INPUT:
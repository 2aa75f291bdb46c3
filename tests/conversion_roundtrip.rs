use chrono::NaiveDate;
use finmsg::{
    conversion::{camt053_to_mt940, mt940_to_camt053},
    iso20022::{camt::AccountReportDocument, CamtVersion},
    mt::{Mt940Document, Mt940Generator, MtOptions},
    DebitCredit, GvcCode,
};
use pretty_assertions::assert_eq;
use rust_decimal::Decimal;

const STATEMENT: &str = ":20:REF1\r\n\
:25:DE0012\r\n\
:28C:1\r\n\
:60F:C250101EUR1000,00\r\n\
:61:2501010101D50,00NMSCNONREF\r\n\
:86:Rechnung 4711\r\n\
:62F:C250101EUR950,00\r\n\
-";

#[test]
fn mt940_through_camt053_and_back() {
    let mt940 = Mt940Document::parse(STATEMENT).expect("parse mt940");
    let created = NaiveDate::from_ymd_opt(2025, 1, 2).unwrap().and_hms_opt(8, 0, 0).unwrap();

    let camt = mt940_to_camt053(&mt940, "CAMT-1", created).expect("to camt.053");
    let xml = camt.to_xml(CamtVersion::V08).expect("write camt.053");
    assert!(xml.contains("<Cd>OPBD</Cd>"));
    assert!(xml.contains("<Ustrd>Rechnung 4711</Ustrd>"));

    let parsed = AccountReportDocument::from_xml(&xml).expect("read camt.053");
    assert_eq!(parsed, camt);

    let back = camt053_to_mt940(&parsed.reports[0]).expect("to mt940");
    let text = Mt940Generator::new(MtOptions::default()).generate(&back).unwrap();
    assert_eq!(text, STATEMENT);
}

#[test]
fn booking_text_drives_bank_transaction_code() {
    let statement = ":20:REF2\r\n\
:25:DE89370400440532013000\r\n\
:28C:7/1\r\n\
:60F:C250101EUR0,00\r\n\
:61:2501020102C2500,00NTRFNONREF\r\n\
:86:SEPA-Überweisung Gehalt Januar\r\n\
:62F:C250102EUR2500,00\r\n\
-";
    let mt940 = Mt940Document::parse(statement).expect("parse mt940");
    let created = NaiveDate::from_ymd_opt(2025, 1, 2).unwrap().and_hms_opt(8, 0, 0).unwrap();
    let camt = mt940_to_camt053(&mt940, "CAMT-2", created).expect("to camt.053");

    let report = &camt.reports[0];
    assert_eq!(report.electronic_sequence_number, Some(7));
    assert_eq!(report.account.iban.as_deref(), Some("DE89370400440532013000"));

    let entry = &report.entries[0];
    assert_eq!(entry.debit_credit, DebitCredit::Credit);
    assert_eq!(entry.signed_value(), Decimal::new(2500, 0));
    assert_eq!(entry.gvc(), Some(GvcCode::SepaCtSingleCredit));
    let code = entry.bank_transaction_code.as_ref().unwrap();
    assert_eq!(code.proprietary_code.as_deref(), Some("NTRF+166"));
    assert_eq!(code.swift_code(), Some("NTRF"));

    let back = camt053_to_mt940(report).expect("to mt940");
    let tx = &back.transactions()[0];
    assert_eq!(tx.transaction_code(), "NTRF");
    assert_eq!(tx.purpose().and_then(|p| p.gvc), Some(GvcCode::SepaCtSingleCredit));
}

PROBLEM DESCRIPTION:
Would you please copy all lines in the data that contain the word "AccountReportDocument"?

RESULT OF THIS TASK:
    iso20022::{camt::AccountReportDocument, CamtVersion},
    let parsed = AccountReportDocument::from_xml(&xml).expect("read camt.053");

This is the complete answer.